Material supplied:

Segment Open

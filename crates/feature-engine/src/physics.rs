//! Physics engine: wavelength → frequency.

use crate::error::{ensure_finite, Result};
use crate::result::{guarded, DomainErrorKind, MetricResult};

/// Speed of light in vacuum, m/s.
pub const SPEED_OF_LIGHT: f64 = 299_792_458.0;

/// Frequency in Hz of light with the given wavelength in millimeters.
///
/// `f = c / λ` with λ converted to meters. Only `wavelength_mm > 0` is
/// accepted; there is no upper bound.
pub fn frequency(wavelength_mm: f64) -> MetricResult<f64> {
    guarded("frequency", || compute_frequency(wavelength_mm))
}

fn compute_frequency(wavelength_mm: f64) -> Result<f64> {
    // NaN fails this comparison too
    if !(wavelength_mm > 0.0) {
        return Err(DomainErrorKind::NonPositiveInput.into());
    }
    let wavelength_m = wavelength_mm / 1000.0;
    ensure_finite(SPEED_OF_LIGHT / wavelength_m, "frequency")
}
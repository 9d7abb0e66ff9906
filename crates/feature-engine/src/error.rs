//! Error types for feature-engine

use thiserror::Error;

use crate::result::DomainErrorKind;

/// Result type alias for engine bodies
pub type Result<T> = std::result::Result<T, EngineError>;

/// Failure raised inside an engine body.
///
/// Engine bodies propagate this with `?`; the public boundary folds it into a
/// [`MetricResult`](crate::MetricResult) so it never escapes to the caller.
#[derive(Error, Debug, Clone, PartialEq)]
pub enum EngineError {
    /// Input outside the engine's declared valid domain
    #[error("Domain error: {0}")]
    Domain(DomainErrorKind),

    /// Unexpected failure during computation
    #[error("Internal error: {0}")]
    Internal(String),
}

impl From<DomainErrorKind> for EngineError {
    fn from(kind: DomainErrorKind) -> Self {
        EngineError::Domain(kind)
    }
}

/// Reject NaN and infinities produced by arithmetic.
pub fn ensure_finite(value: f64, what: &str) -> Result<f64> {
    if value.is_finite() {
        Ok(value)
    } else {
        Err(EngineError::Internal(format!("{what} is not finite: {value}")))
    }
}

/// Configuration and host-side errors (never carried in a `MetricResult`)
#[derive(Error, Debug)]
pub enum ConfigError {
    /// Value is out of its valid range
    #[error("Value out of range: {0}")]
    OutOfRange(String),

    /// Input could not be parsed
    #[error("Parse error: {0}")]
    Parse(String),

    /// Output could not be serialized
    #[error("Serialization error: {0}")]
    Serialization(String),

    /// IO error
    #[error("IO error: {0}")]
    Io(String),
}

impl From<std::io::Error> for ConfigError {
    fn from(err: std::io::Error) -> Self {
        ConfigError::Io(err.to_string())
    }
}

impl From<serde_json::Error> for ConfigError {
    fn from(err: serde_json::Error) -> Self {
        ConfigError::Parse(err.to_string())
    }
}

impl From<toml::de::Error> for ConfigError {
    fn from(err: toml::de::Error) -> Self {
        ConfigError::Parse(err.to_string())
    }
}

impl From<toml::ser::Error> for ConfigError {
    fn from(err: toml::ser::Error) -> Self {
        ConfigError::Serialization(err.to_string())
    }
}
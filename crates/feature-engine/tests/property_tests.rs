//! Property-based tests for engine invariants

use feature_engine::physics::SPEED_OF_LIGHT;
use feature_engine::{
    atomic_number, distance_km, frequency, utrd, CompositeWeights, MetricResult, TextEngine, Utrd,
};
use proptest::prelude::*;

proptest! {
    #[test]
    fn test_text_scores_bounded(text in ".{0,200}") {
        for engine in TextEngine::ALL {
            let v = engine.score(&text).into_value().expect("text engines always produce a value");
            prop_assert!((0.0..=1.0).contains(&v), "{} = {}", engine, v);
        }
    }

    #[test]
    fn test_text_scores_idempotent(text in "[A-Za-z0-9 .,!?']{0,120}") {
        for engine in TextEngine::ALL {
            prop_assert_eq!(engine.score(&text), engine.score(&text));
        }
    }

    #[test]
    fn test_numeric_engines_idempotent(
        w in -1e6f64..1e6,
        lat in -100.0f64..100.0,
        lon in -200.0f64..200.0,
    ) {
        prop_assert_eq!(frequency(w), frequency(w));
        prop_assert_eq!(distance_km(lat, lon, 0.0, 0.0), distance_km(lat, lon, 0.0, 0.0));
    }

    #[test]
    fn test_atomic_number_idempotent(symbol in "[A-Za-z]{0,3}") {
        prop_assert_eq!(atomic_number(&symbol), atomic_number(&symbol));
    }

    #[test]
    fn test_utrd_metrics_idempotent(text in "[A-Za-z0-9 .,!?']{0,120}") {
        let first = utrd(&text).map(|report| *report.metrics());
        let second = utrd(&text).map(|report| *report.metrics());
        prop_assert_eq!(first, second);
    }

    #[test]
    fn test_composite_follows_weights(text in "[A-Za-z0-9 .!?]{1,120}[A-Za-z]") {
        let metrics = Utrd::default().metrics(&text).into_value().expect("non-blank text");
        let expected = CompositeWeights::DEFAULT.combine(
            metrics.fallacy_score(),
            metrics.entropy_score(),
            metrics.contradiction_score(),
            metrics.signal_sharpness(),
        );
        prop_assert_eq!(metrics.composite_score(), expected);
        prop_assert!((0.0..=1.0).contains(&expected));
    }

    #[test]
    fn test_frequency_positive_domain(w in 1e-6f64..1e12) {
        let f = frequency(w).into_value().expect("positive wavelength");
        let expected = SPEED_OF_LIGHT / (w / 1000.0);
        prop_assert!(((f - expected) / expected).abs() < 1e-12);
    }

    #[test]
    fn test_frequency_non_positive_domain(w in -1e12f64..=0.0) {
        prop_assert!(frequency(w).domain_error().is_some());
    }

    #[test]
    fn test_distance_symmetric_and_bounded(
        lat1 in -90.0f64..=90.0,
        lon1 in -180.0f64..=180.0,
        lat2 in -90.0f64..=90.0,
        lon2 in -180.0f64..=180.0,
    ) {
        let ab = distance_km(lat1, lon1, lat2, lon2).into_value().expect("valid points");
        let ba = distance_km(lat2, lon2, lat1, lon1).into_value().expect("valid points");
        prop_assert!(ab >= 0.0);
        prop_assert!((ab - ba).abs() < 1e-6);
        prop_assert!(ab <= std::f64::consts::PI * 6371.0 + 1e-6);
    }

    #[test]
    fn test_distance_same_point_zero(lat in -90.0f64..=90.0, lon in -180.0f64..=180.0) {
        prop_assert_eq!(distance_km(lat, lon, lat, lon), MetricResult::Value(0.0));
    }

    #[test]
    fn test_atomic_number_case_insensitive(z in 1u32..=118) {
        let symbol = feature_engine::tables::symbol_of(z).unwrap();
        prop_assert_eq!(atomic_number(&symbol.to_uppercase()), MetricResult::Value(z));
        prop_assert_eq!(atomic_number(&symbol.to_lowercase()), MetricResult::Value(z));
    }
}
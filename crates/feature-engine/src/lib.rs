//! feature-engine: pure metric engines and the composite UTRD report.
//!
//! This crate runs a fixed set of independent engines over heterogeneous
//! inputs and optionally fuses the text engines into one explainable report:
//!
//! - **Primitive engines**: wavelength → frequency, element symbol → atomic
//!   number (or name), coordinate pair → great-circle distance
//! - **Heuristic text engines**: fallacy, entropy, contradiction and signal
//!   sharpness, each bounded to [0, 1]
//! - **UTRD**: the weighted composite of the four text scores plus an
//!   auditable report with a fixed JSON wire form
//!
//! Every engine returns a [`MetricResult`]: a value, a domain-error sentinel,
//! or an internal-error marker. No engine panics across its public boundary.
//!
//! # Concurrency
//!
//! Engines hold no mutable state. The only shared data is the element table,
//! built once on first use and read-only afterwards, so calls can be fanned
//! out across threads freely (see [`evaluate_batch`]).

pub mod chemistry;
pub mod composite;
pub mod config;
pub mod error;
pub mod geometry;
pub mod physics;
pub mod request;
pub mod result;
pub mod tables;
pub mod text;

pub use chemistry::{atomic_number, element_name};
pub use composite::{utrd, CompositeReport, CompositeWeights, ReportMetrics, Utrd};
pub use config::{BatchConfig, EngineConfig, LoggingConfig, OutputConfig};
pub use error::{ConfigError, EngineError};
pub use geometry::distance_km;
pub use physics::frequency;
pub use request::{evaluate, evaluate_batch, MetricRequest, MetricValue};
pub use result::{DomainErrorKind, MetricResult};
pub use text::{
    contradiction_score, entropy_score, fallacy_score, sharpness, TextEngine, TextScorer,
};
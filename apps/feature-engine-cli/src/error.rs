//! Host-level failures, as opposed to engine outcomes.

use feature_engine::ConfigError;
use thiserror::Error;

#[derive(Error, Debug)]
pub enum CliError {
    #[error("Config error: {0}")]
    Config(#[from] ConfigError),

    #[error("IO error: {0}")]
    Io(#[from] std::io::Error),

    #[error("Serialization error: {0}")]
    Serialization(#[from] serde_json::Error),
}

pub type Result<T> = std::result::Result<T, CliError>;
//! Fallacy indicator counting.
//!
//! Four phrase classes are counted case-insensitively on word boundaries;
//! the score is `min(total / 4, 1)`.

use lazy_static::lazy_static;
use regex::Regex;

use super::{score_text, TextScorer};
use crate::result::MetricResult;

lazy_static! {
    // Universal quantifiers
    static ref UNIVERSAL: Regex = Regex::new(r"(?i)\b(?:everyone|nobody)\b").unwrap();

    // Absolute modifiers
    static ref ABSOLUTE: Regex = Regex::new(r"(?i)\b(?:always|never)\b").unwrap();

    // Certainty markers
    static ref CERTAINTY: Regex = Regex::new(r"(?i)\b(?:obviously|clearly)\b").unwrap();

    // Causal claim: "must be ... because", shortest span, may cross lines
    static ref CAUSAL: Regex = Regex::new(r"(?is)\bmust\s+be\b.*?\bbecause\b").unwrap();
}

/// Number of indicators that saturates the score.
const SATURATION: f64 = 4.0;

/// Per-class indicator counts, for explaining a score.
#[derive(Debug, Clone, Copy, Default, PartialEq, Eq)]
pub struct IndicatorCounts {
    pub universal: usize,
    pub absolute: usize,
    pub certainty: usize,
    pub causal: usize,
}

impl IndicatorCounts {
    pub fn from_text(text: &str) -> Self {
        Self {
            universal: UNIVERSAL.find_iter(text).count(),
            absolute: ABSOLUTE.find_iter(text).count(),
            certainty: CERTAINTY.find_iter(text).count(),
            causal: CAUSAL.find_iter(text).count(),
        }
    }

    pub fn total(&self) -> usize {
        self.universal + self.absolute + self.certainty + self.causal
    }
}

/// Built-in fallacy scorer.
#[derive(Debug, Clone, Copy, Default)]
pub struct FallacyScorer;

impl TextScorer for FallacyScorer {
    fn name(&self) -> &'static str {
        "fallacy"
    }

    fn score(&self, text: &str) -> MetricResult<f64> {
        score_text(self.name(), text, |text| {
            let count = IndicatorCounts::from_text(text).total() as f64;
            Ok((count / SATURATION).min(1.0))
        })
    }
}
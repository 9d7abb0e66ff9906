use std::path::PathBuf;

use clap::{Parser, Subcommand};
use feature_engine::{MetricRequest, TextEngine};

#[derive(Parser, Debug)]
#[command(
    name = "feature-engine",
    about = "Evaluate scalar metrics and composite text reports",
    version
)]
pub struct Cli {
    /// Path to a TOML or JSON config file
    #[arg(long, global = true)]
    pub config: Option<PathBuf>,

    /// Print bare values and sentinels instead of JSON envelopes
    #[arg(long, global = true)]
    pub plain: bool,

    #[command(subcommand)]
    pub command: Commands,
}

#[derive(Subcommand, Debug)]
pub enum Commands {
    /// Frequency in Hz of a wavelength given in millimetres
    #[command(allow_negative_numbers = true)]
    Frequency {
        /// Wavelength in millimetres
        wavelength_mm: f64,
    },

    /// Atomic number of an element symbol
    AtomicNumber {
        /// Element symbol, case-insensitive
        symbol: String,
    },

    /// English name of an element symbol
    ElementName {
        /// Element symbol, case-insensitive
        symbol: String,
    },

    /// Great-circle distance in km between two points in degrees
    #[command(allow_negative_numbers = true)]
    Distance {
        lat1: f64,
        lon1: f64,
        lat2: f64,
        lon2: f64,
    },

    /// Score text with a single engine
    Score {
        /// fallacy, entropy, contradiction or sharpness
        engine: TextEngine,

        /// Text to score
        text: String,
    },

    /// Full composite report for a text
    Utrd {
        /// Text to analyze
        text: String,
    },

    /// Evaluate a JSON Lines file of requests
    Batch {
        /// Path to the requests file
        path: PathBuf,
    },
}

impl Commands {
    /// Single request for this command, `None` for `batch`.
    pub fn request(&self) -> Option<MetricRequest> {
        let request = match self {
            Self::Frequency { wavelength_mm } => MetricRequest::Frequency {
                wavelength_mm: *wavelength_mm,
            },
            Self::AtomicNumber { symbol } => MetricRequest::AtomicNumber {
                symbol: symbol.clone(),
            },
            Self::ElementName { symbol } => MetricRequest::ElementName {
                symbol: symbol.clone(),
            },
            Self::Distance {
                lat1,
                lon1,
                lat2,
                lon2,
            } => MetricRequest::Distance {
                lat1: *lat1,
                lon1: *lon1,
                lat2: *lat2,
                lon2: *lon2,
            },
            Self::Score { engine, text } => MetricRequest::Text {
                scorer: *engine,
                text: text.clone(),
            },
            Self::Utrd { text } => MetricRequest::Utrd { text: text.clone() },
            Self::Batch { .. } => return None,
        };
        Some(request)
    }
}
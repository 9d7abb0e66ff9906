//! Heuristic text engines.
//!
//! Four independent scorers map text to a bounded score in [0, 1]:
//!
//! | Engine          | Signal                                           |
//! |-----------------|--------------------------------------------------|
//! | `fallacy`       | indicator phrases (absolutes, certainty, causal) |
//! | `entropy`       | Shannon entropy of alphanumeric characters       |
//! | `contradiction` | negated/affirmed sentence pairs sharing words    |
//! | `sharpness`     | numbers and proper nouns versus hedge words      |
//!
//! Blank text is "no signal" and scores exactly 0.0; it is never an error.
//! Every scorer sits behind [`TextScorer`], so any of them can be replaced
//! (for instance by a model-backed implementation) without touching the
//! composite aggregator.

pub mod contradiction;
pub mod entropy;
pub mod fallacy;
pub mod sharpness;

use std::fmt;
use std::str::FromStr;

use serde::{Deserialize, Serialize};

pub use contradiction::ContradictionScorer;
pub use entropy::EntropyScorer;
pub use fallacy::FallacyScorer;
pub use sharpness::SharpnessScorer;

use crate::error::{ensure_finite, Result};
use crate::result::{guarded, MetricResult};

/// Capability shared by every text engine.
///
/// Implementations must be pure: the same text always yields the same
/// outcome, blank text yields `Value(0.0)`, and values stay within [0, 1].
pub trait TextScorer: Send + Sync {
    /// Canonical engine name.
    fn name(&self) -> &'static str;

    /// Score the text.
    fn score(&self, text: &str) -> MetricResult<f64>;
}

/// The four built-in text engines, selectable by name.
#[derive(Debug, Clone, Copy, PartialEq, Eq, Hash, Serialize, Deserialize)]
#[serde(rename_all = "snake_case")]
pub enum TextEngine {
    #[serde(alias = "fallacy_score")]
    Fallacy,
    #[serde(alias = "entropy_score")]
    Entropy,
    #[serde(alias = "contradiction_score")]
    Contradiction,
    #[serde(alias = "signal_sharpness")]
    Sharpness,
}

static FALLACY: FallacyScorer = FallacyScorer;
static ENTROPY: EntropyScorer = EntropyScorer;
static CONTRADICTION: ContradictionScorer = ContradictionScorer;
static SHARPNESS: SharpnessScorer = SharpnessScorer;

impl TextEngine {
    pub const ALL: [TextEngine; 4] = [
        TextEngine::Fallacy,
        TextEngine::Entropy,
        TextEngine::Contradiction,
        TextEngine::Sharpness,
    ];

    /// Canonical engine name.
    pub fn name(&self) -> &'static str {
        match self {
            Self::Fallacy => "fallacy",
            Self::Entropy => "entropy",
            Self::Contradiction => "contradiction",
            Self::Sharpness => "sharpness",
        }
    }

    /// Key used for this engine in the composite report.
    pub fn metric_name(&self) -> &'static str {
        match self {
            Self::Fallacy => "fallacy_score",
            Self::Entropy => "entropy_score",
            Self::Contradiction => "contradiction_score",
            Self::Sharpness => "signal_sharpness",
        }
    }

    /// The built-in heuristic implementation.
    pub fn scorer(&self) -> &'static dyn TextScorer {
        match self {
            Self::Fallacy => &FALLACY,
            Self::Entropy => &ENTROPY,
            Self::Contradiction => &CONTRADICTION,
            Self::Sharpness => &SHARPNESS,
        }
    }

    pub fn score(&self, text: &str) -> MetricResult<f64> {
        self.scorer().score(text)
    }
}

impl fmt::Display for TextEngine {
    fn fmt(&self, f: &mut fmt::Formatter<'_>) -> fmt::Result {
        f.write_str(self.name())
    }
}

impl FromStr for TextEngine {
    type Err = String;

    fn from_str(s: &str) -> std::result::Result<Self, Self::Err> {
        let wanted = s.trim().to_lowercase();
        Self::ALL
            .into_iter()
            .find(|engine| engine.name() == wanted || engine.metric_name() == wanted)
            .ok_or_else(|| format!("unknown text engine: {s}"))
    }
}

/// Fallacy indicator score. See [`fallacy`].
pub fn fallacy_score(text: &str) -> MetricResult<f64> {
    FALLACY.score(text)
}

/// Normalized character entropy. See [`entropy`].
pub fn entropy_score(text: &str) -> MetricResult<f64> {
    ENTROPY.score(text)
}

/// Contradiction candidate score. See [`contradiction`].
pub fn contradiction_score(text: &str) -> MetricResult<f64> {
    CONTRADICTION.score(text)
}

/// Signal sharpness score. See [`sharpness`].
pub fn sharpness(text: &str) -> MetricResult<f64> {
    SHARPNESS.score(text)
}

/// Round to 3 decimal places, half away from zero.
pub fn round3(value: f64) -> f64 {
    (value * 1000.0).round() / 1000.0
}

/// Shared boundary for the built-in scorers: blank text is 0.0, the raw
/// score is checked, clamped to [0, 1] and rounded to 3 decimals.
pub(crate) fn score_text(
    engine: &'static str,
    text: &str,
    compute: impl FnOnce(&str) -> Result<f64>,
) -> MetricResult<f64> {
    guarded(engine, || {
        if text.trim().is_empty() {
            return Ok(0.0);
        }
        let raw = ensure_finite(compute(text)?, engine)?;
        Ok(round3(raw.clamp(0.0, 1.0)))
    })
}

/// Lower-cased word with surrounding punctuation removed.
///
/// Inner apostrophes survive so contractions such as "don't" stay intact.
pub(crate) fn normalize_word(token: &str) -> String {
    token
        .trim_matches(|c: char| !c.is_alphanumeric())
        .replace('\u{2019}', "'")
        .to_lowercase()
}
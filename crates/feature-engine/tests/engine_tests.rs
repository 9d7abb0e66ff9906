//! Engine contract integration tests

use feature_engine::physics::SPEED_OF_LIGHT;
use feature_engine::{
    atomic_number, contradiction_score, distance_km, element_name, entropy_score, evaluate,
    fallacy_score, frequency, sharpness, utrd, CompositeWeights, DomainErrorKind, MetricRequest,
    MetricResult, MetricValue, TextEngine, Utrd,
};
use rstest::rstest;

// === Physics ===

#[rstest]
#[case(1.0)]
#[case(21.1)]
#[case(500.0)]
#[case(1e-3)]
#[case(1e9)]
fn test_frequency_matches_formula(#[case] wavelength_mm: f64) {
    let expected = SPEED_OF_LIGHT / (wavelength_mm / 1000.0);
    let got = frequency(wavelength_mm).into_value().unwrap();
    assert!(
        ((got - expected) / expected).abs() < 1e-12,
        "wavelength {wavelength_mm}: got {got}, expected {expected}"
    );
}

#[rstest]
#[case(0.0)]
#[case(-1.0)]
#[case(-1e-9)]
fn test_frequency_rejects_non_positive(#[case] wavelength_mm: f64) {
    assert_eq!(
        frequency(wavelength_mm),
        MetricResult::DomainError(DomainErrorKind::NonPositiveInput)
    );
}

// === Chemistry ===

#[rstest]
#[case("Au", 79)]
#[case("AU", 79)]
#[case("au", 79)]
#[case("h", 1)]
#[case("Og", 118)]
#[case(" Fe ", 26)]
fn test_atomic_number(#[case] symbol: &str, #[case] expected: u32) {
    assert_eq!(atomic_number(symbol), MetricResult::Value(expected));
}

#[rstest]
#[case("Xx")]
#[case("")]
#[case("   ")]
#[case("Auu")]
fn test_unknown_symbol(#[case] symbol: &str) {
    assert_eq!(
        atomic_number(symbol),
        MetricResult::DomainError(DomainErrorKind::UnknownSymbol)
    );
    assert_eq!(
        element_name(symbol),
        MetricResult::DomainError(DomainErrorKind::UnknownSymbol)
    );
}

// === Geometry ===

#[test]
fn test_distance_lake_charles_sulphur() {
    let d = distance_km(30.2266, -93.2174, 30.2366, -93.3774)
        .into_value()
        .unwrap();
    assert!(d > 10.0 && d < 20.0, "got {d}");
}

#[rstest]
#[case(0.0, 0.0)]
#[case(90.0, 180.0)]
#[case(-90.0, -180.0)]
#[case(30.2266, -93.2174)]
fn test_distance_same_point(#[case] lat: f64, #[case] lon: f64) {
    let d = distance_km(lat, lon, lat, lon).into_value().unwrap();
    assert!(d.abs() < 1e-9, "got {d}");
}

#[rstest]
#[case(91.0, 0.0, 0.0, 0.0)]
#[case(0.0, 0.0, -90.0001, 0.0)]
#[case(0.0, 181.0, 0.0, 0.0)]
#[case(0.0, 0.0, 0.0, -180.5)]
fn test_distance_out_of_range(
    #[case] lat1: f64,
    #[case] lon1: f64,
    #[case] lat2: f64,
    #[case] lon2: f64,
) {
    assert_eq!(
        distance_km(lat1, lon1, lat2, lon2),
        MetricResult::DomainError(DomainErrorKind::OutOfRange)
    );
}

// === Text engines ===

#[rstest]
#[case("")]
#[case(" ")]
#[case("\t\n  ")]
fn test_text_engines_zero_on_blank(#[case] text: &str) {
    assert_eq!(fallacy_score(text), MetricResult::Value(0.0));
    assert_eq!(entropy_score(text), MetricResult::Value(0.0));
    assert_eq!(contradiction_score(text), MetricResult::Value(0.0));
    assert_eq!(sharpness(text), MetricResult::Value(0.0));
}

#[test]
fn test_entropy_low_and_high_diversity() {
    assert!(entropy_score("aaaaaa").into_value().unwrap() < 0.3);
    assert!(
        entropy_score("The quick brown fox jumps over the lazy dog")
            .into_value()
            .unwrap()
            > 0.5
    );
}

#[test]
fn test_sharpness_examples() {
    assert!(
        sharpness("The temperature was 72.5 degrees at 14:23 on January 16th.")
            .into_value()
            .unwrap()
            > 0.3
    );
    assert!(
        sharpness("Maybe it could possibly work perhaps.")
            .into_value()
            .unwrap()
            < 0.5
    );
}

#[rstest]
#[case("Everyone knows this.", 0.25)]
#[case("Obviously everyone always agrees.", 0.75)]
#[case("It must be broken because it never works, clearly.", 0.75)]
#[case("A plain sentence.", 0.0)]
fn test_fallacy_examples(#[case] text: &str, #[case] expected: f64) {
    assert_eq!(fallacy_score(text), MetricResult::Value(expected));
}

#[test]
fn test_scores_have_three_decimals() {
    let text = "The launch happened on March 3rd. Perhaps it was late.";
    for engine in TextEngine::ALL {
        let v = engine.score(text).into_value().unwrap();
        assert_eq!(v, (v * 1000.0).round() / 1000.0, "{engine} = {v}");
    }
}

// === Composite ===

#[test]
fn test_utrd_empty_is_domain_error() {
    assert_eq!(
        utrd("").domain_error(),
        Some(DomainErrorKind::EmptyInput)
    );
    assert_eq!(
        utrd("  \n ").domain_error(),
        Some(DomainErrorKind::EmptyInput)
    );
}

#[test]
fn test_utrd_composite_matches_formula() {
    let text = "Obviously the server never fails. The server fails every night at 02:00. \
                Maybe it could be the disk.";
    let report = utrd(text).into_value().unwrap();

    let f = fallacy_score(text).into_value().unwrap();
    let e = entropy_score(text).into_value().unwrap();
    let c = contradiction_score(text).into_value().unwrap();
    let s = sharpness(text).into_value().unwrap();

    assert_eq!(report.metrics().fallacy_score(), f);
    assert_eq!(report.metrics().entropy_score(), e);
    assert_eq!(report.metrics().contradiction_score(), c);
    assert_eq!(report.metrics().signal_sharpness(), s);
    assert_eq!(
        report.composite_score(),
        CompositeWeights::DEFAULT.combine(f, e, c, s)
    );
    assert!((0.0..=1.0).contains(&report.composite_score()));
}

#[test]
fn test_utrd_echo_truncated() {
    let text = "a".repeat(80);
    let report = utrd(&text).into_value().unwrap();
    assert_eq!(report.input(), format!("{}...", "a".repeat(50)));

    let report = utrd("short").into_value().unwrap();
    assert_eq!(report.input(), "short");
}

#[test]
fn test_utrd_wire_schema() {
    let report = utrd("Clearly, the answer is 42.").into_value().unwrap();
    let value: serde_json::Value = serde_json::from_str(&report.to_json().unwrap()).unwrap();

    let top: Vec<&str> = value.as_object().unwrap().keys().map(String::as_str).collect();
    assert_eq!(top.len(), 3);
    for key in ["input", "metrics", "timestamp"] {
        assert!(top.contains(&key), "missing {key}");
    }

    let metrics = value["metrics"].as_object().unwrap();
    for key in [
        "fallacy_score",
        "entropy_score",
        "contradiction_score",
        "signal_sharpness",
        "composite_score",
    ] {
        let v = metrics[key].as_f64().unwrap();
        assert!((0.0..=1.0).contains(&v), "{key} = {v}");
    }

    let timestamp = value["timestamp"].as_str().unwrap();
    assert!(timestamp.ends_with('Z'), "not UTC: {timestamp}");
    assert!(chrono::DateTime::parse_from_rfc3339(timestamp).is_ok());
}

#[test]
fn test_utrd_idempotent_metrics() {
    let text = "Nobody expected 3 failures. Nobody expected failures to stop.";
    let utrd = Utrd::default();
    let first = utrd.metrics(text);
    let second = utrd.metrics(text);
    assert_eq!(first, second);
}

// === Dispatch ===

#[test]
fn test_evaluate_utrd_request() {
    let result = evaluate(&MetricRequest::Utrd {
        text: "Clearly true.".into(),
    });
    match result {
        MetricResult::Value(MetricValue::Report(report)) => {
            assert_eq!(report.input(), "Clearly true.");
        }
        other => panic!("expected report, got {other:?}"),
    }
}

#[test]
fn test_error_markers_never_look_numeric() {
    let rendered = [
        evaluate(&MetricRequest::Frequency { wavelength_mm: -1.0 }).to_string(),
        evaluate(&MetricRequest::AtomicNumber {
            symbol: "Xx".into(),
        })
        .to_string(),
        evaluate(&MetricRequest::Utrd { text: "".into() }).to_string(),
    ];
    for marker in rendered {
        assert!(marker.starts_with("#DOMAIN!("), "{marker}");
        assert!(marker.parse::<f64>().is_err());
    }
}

Segment Closed

Problem description:
Pull every line with "PartialEq" from the records.

Answer for the task:
#[derive(Error, Debug, Clone, PartialEq)]
#[derive(Debug, Clone, Copy, Default, PartialEq, Eq)]
#[derive(Debug, Clone, Copy, PartialEq, Eq, Hash, Serialize, Deserialize)]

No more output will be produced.